Configuration & operating environment notes:
The PowerTrain Technology 7.25" Power-V racing clutch is supposed to require a shorter range of movement by installing a slave cylinder from an Isuzu truck. I used a new 2G Mitsubishi Eclipse OEM slave and did not grind the new OEM fork or shim the new OEM pivot ball to make the twin disk fit/engage/disengage. The slave cylinder restrictor and accumulator (fluid collection unit) were removed. A single, steel braided line from RRE replaced the OEM rubber lines.
Update 31 October 2009 I provided a new PTT throw out bearing back in October 2008, but something else had been substituted as the mechanic at the time said the PTT TOB “exploded”. The substitute TOB’s height was shorter and had less metal overall than another new Mits OEM unit I just had installed (by another shop). This could explain why I could get by on an OEM TOB and did not need an Isuzu slave cylinder.

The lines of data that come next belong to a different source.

impl InternalAllocator {
    pub const fn new() -> Self {
        Self {
            root: None,
            config: Config::DEFAULT,
            counters: Counters::ZERO,
            initialized: false,
        }
    }

    pub fn with_config(config: Config) -> Self {
        config.validate();
        Self {
            config,
            initialized: true,
            ..Self::new()
        }
    }

    /// Loads the configuration from the environment on the first call and
    /// never again.
    fn ensure_init(&mut self) {
        if !self.initialized {
            self.config = Config::from_env();
            self.initialized = true;
        }
    }

    pub fn config(&mut self) -> Config {
        self.ensure_init();
        self.config
    }

    pub fn counters(&self) -> Counters {
        self.counters
    }

    /// First fit: walk the regions from the most recent one, and inside each
    /// region walk its free list, returning the first block big enough for
    /// `size` total bytes.
    unsafe fn find_fit(&mut self, size: usize) -> Option<Block> {
        let mut current = self.root;

        while let Some(region) = current {
            if region.as_ref().n_free >= 1 {
                self.counters.check_amount += 1;

                let mut candidate = region.as_ref().block_list;
                while let Some(block) = candidate {
                    self.counters.blocks_checked += 1;
                    if block.size() >= size {
                        return Some(block);
                    }
                    candidate = block.next_free();
                }
            }

            current = region.as_ref().next;
        }

        None
    }

    /// Maps one more region and prepends it to the region list.
    unsafe fn grow_heap(&mut self) -> Pointer<Region> {
        let mut region = region::create(self.config.region_size)?;

        region.as_mut().next = self.root;
        if let Some(mut head) = self.root {
            head.as_mut().prev = Some(region);
        }
        self.root = Some(region);

        self.counters.region_allocs += 1;
        self.counters.bytes_unused += region::capacity(self.config.region_size) as u64;
        self.counters.note_utilization();

        Some(region)
    }

    /// Unlinks an empty region from the region list and unmaps it.
    unsafe fn reclaim(&mut self, region: NonNull<Region>) {
        debug_assert_eq!(region.as_ref().n_used, 0);

        // Fully coalesced, the region is back to one maximal free block.
        debug_assert_eq!(
            region.as_ref().start.next().size(),
            region::capacity(self.config.region_size)
        );
        self.counters.bytes_unused -= region::capacity(self.config.region_size) as u64;

        let prev = region.as_ref().prev;
        let next = region.as_ref().next;
        if let Some(mut prev) = prev {
            prev.as_mut().next = next;
        }
        if let Some(mut next) = next {
            next.as_mut().prev = prev;
        }
        if self.root == Some(region) {
            self.root = next;
        }

        region::destroy(region, self.config.region_size);
        self.counters.region_frees += 1;
    }

    pub unsafe fn allocate(&mut self, size: usize) -> Pointer<u8> {
        self.ensure_init();

        if size == 0 {
            return None;
        }

        if size > self.config.max_block_size {
            return self.allocate_large(size);
        }

        let size = effective_size(size);

        let block = match self.find_fit(size) {
            Some(block) => block,
            // No region can serve this. Map a fresh one and retry once; its
            // initial free block is guaranteed to fit anything up to
            // `max_block_size`, but the OS may refuse the mapping.
            None => {
                self.grow_heap()?;
                self.find_fit(size)?
            }
        };

        let mut region = block.region_of(self.config.region_size);

        match freelist::split(block, size, &self.config) {
            Some(rest) => region.as_mut().replace(block, rest),
            None => region.as_mut().unlink(block),
        }

        block.mark_used();
        region.as_mut().n_used += 1;

        if self.config.scribble_char != 0 {
            block.scribble(self.config.scribble_char);
        }

        self.counters.total_allocs += 1;
        self.counters.bytes_used += block.size() as u64;
        self.counters.bytes_unused -= block.size() as u64;
        self.counters.note_utilization();

        debug_assert_eq!(
            region.as_ref().n_free as usize,
            region.as_ref().free_list_len()
        );

        Some(block.payload())
    }

    unsafe fn allocate_large(&mut self, size: usize) -> Pointer<u8> {
        let block = large::acquire(size)?;

        if self.config.scribble_char != 0 {
            block.scribble(self.config.scribble_char);
        }

        self.counters.large_block_allocs += 1;

        Some(block.payload())
    }

    pub unsafe fn release(&mut self, ptr: NonNull<u8>) {
        self.ensure_init();

        let block = Block::from_payload(ptr);

        if block.is_large() {
            self.counters.large_block_frees += 1;
            large::release(block);
            return;
        }

        assert!(block.is_used(), "released a block that is not in use");

        let size = block.size() as u64;
        self.counters.bytes_used -= size;
        self.counters.bytes_unused += size;
        self.counters.note_utilization();
        self.counters.total_frees += 1;

        block.mark_free();
        block.clear_free_links();

        let mut region = block.region_of(self.config.region_size);
        region.as_mut().n_used -= 1;

        let merged = freelist::coalesce(block, self.config.region_size);
        region.as_mut().push_front(merged);

        debug_assert_eq!(
            region.as_ref().n_free as usize,
            region.as_ref().free_list_len()
        );

        if region.as_ref().n_used == 0 {
            self.reclaim(region);
        }
    }

    pub unsafe fn allocate_zeroed(&mut self, nmemb: usize, size: usize) -> Pointer<u8> {
        if nmemb == 0 || size == 0 {
            return None;
        }

        let total = nmemb.checked_mul(size)?;
        let ptr = self.allocate(total)?;
        ptr::write_bytes(ptr.as_ptr(), 0, total);

        Some(ptr)
    }

    pub unsafe fn resize(&mut self, ptr: Pointer<u8>, size: usize) -> Pointer<u8> {
        let Some(ptr) = ptr else {
            return self.allocate(size);
        };

        if size == 0 {
            self.release(ptr);
            return None;
        }

        self.ensure_init();

        let block = Block::from_payload(ptr);

        // Usable window: total size minus one 16 byte chunk of bookkeeping.
        // For large blocks that's exactly the prelude; for small blocks it
        // leaves a little slack on top of the two tag words.
        let usable = block.size().saturating_sub(16);

        // A large block whose contents now comfortably fit a region block is
        // worth moving; a small block is never shrunk in place.
        let back_to_small =
            block.is_large() && size.saturating_add(32) < self.config.max_block_size;

        if usable > size && !back_to_small {
            return Some(ptr);
        }

        // Copy whatever the old payload can actually hold, which is never
        // less than what the caller originally requested.
        let preserved = block.payload_size().min(size);

        let new_ptr = self.allocate(size)?;
        ptr::copy_nonoverlapping(ptr.as_ptr(), new_ptr.as_ptr(), preserved);
        self.release(ptr);

        Some(new_ptr)
    }

    pub unsafe fn resize_array(
        &mut self,
        ptr: Pointer<u8>,
        nmemb: usize,
        size: usize,
    ) -> Pointer<u8> {
        let Some(total) = nmemb.checked_mul(size) else {
            // reallocarray semantics: report out of memory and leave the
            // original allocation untouched.
            platform::set_oom_errno();
            return None;
        };

        self.resize(ptr, total)
    }
}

The cruise control switch was backed out all the way until I could not start the car (safety switch is in there to prevent starting the Talon while in gear). The switch was then moved forward, but only enough to start the Talon. This placed the clutch pedal at its highest point, 6 1/2" from the floor. According to my shop manual, this is still not the specified 7” from the floor. Since I don't like the pedal that high, I put it back down to 5" off the floor (estimated). There is one more step to do, please see Jack’s Transmission’s video
http://www.youtube.com/watch?v=vYJxQyjIhUwWhen the clutch was new, I revved the motor to 5,500RPM while in first gear, clutch pedal pressed in a down, or clutch disengaged position with the e-brake off and the car did not creep forward. I know this test should be pushed to 7,500RPM, but an unloaded motor spinning at red-line is just not my cup of tea.

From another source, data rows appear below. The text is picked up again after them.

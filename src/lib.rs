//! Tagalloc is a dynamic memory allocator built on anonymous memory mappings
//! ([`mmap`](https://man7.org/linux/man-pages/man2/mmap.2.html) on Unix,
//! [`VirtualAlloc`](https://learn.microsoft.com/en-us/windows/win32/api/memoryapi/nf-memoryapi-virtualalloc)
//! on Windows).
//!
//! Small allocations are served from fixed size *regions*. Every region is
//! mapped at an address that is a multiple of its own size, so any block can
//! find its enclosing region by masking its address. Inside a region, memory
//! is partitioned into boundary-tagged blocks: a size-and-flags word at both
//! ends of every block. Free blocks are threaded into a per-region doubly
//! linked free list stored inside their own payloads.
//!
//! ```text
//!          +--------+----------+--------+--------+--------+--------+------+
//! root --> | Region | Sentinel |  Used  |  Free  |  Used  |  Free  | Term |
//!          +--------+----------+--------+---^----+--------+---^----+------+
//!          |            block_list ---------+                 |
//!          |                                +---- fl_next ----+
//!          +--> next region ...
//! ```
//!
//! Allocation walks the region list for the first free block that fits,
//! splitting it when the remainder is worth keeping. Release merges the freed
//! block with its free neighbors immediately and returns the whole region to
//! the operating system the moment its last used block goes away. Requests
//! above a configurable threshold bypass regions entirely and get their own
//! standalone mapping, see [`crate::large`].
//!
//! The entry point is [`TagAlloc`], which also implements
//! [`std::alloc::GlobalAlloc`] so it can serve as `#[global_allocator]`.

use std::ptr::NonNull;

mod allocator;
mod block;
mod config;
mod counters;
mod freelist;
mod large;
mod platform;
mod region;

/// Non-null pointer to `T`. We use this in most cases instead of `*mut T`
/// because the compiler will yell at us if we don't write code for the `None`
/// case. A `None` here plays the role a null pointer plays in a C allocator.
pub(crate) type Pointer<T> = Option<NonNull<T>>;

pub use allocator::TagAlloc;
pub use config::Config;
pub use counters::Counters;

For this review, a point to consider is that my Talon is a full weight, stock powered AWD with a Quaife ATB front LSD & an EVO 1st gear. The EVO is 10% taller than stock. Jack’s Transmissions also double synchro’d 1st, 2nd & 3rd gears and upgraded the trans for the twin disks’ harmonics.
I love that that EVO 1st gear! According to my 1995 sales brochure, stock Turbos make a peak 214 ft. lbs. at 3,000RPM. By the time the clutch is let out fully at 2,000RPMs, the 4G63 is less than 1,000RPMs from peak torque by the time the car begins to inch forward. The car wants leap forward all the time.
I can usually be found during rush hour inching up to four way stops on mountainous roads and also crawling slowly to queue up for bridge traffic. The twin disk is always being slipped. Sometimes I will smell clutch burning while stop & going.
Short clutch life requires steep grades + stop & go traffic + light flywheel + taller 1st gear + Quaife front/4 spider centre/viscous rear LSDs + full weight AWD.
Summary:
I have not set off the CEL for a long time. Even my wife doesn’t set off the CEL anymore (she never got the 2G to retard the ignition). Both of our skills using the PTT had to improve and that was all.
Remember, as always, your mileage may vary from my observations/experiences.
Updated 19 Dec 2009 Crank shaft thrust bearing wear with the PTT was 0.002” after 12,000Kms. The crank shaft end-play was 0.003” when the PTT went in and 0.005” shortly after the PTT was pulled out. This measurement was done by a Mitsu dealer.